You are viewing a plain text version of this content. The canonical link for it is here.
Posted to users@nifi.apache.org by Dirk Arends <di...@fontis.com.au> on 2022/06/06 02:02:35 UTC

LookupRecord executing lookup for first record twice

Hi,

A change was implemented in NIFI-9903[1] which results in
`lookupService.lookup()` being called twice per record (at least until the
first match[2]). For lookup services which are idempotent
(CSVRecordLookupService, DistributedMapCacheLookupService,
PropertiesFileLookupService) making lookups twice won’t affect the result
or have undesired side effects. However, the RestLookupService can make
arbitrary HTTP requests for the standard HTTP methods (GET, POST, PUT,
DELETE) and there is no guarantee that these requests will be idempotent.
POST requests especially are not expected to be idempotent.

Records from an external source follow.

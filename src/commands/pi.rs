use crate::aggregate::matches_filter;
use crate::analytics::pi::{
    art_scorecards, pi_summary, program_summary, workstream_scorecards, ScorecardOrder,
};
use crate::core::Feature;
use crate::io::output::{create_writer, OutputFormat, Report};
use anyhow::Result;
use std::path::PathBuf;

pub struct PiReportConfig {
    pub input: PathBuf,
    pub config: Option<PathBuf>,
    pub pi: Option<String>,
    pub art: Vec<String>,
    pub workstream: Vec<String>,
    pub by_workstream: bool,
    pub sort_by_health: bool,
    pub format: OutputFormat,
    pub output: Option<PathBuf>,
}

pub fn pi_report(cfg: PiReportConfig) -> Result<()> {
    let mut config = super::load_config(cfg.config.as_ref())?;

    // --pi narrows the accepted label set to exactly one label; the config
    // file's list is the default selection.
    if let Some(label) = &cfg.pi {
        config.pi.labels = vec![label.clone()];
    }
    if config.pi.labels.is_empty() {
        log::warn!("no PI labels configured; no features will match (set [pi] labels or pass --pi)");
    }

    let issues = super::normalize_export(&cfg.input, &config)?;
    let features: Vec<Feature> = issues
        .features
        .into_iter()
        .filter(|f| matches_filter(Some(f.art_name()), &cfg.art))
        .filter(|f| matches_filter(f.workstream.as_deref(), &cfg.workstream))
        .collect();

    let order = if cfg.sort_by_health {
        ScorecardOrder::Health
    } else {
        ScorecardOrder::ArtName
    };

    let scorecards = if cfg.by_workstream {
        workstream_scorecards(&features, &config, order)
    } else {
        art_scorecards(&features, &config, order)
    };

    // The program summary rolls up by ART regardless of the card view, so
    // the ART count stays meaningful in the unrolled output.
    let rolled = art_scorecards(&features, &config, ScorecardOrder::ArtName);
    let label = cfg
        .pi
        .clone()
        .unwrap_or_else(|| config.pi.labels.join(", "));
    let summary = program_summary(&label, &rolled);
    // Story/point completion over the filtered feature set; stories count
    // via their parent feature's membership.
    let completion = pi_summary(&label, &features, &issues.stories, None);

    let report = Report::Pi {
        summary,
        completion,
        scorecards,
        diagnostics: issues.diagnostics,
    };
    create_writer(cfg.format, cfg.output)?.write_report(&report)
}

As the name suggests, LookupRecord could be expected to be used only to
perform lookups which are idempotent and do not have side effects. Matt
Burgess wrote this article[3] a little while back where it seems the
expected behaviour was that `lookupService.lookup()` would only be called
once. The change in behaviour and being called twice would now cause IDs to
be skipped, which isn’t desirable.

Unfortunately I currently make heavy use of LookupRecord with a
RestLookupService (relying on the behaviour before NIFI-9903) and a few of
these are POST requests that must be non-idempotent by nature. As the rest
of my flow is record-based I am in need of a record-based solution rather
than splitting and using something like InvokeHTTP. A new
InvokeHTTPRecord[4] processor was proposed in 2020, but there has not been
much further discussion.

Could Nifi community members comment on the expected usage of the
LookupRecord processor and RestLookup service? Am I using them in a way
that was never intended? Can anyone suggest another approach I could use to
make non-idempotent http requests per record, or is splitting records into
flowfiles and using InvokeHTTP really the only other option?

Regards,

Dirk Arends

[1] https://issues.apache.org/jira/browse/NIFI-9903

[2]
https://github.com/apache/nifi/blob/rel/nifi-1.16.1/nifi-nar-bundles/nifi-standard-bundle/nifi-standard-processors/src/main/java/org/apache/nifi/processors/standard/LookupRecord.java
<https://github.com/apache/nifi/blob/rel/nifi-1.16.1/nifi-nar-bundles/nifi-standard-bundle/nifi-standard-processors/src/main/java/org/apache/nifi/processors/standard/LookupRecord.java#L350>

Lines:

552: lookupValueOption = lookupService.lookup(lookupCoordinates,
flowFile.getAttributes());

636: final Optional<?> lookupResult =
lookupService.lookup(lookupCoordinates, flowFileAttributes);

[3] http://funnifi.blogspot.com/2018/08/database-sequence-lookup-with.html

[4] https://issues.apache.org/jira/browse/NIFI-7505